American Thoroughbred horse (1850–1875)

Lexington (March 17, 1850 – July 1, 1875) was a United States Thoroughbred race horse who won six of his seven race starts. Perhaps his greatest fame, however, came as the most successful sire of the second half of the nineteenth century; he was the leading sire in North America 16 times, and broodmare sire of many notable racehorses.

==Background==
Lexington was a bay horse with irregular white markings on his face and four white socks on his legs. and was described as having good conformation though he had a distinctive convex profile, described as a "moose head." At stud, he developed a willful and somewhat vicious temperament. He was bred by Elisha Warfield at Warfield's stud farm, The Meadows, near Lexington, Kentucky. Lexington was sired by the Hall of Fame stallion, Boston.

==Racing record==
Under the name of "Darley" Lexington easily won his first two races for Warfield and his partner, "Burbridge's Harry", a.k.a. Harry Lewis, a former slave turned well-known horse trainer. Lewis, being black, was not allowed to enter "Darley" in races in his own name, so the horse ran in Warfield's name and colors. Darley caught the eye of Richard Ten Broeck who asked Warfield to name his price. "Darley", the son of Boston, and Jarret, Lewis's son who was still enslaved, were sold in 1853 to Ten Broeck acting on behalf of a syndicate who would rename him Lexington. Affixed to Lexington's pedigree Warfield wrote: "The colt was bred by me, as was also his dam, which I now and will ever, own...E. Warfield."

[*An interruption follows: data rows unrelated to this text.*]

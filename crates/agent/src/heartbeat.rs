//! Periodic heartbeat runner.
//!
//! Every tick reads the `HEARTBEAT.md` checklist from the workspace and
//! runs a history-less agent turn over it. If nothing needs attention the
//! agent answers with the literal token `HEARTBEAT_OK` and the user hears
//! nothing; any other response is delivered to the configured channel.

use std::path::PathBuf;
use std::sync::Arc;
use std::time::Duration;
use tokio_util::sync::CancellationToken;
use tracing::{debug, info, warn};

use ferriclaw_core::agent::AgentHandle;
use ferriclaw_core::bus::MessageBus;
use ferriclaw_core::message::OutboundMessage;

/// The sentinel response meaning "nothing to report".
pub const HEARTBEAT_OK: &str = "HEARTBEAT_OK";

/// The checklist file read on every tick.
pub const HEARTBEAT_FILE: &str = "HEARTBEAT.md";

/// Floor on the tick interval.
const MIN_INTERVAL: Duration = Duration::from_secs(5 * 60);

pub struct HeartbeatRunner {
    workspace: PathBuf,
    interval: Duration,
    enabled: bool,
    handle: Arc<dyn AgentHandle>,
    bus: Arc<MessageBus>,
    /// Where findings are delivered
    channel: String,
    chat_id: String,
}

impl HeartbeatRunner {
    pub fn new(
        workspace: impl Into<PathBuf>,
        interval_minutes: u64,
        enabled: bool,
        handle: Arc<dyn AgentHandle>,
        bus: Arc<MessageBus>,
    ) -> Self {
        Self {
            workspace: workspace.into(),
            interval: Duration::from_secs(interval_minutes * 60).max(MIN_INTERVAL),
            enabled,
            handle,
            bus,
            channel: "cli".into(),
            chat_id: "direct".into(),
        }
    }

    /// Route findings to a specific channel/chat instead of the default.
    pub fn with_target(mut self, channel: impl Into<String>, chat_id: impl Into<String>) -> Self {
        self.channel = channel.into();
        self.chat_id = chat_id.into();
        self
    }

    /// Tick until cancelled. A no-op when disabled.
    pub async fn run(&self, cancel: CancellationToken) {
        if !self.enabled {
            debug!("Heartbeat disabled");
            return;
        }
        info!(interval_secs = self.interval.as_secs(), "Heartbeat runner started");

        let mut ticker = tokio::time::interval(self.interval);
        // The immediate first tick would fire on startup; skip it.
        ticker.tick().await;

        loop {
            tokio::select! {
                _ = cancel.cancelled() => break,
                _ = ticker.tick() => self.run_once(&cancel).await,
            }
        }
        info!("Heartbeat runner stopped");
    }

    /// One heartbeat: read the checklist, run the agent, deliver findings.
    pub async fn run_once(&self, cancel: &CancellationToken) {
        let path = self.workspace.join(HEARTBEAT_FILE);
        let checklist = match std::fs::read_to_string(&path) {
            Ok(content) if !content.trim().is_empty() => content,
            _ => {
                debug!(path = %path.display(), "No heartbeat checklist, skipping tick");
                return;
            }
        };

        let prompt = format!(
            "Heartbeat check. Work through this checklist and report anything \
             that needs attention. If nothing does, respond with exactly \
             {HEARTBEAT_OK}.\n\n{checklist}"
        );

        match self
            .handle
            .process_heartbeat(cancel.child_token(), &prompt, &self.channel, &self.chat_id)
            .await
        {
            Ok(result) if result.silent => debug!("Heartbeat OK"),
            Ok(result) => {
                let content = if result.for_user.is_empty() {
                    result.for_llm
                } else {
                    result.for_user
                };
                self.bus.publish_outbound(OutboundMessage {
                    channel: self.channel.clone(),
                    chat_id: self.chat_id.clone(),
                    content,
                });
            }
            Err(e) => warn!(error = %e, "Heartbeat processing failed"),
        }
    }
}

A syndicate made up of Richard Ten Broeck, General Abe Buford, Captain Willa Viley, and Junius R. Ward, bought Lexington for $2,500 between heats (or during the running of his race), so tried claiming the purse money when he won. Failing that, he tried to deduct the purse money from the sale price. But Warfield held out. His new owners immediately sent Lexington to Natchez, Mississippi, to train under J. B. Pryor.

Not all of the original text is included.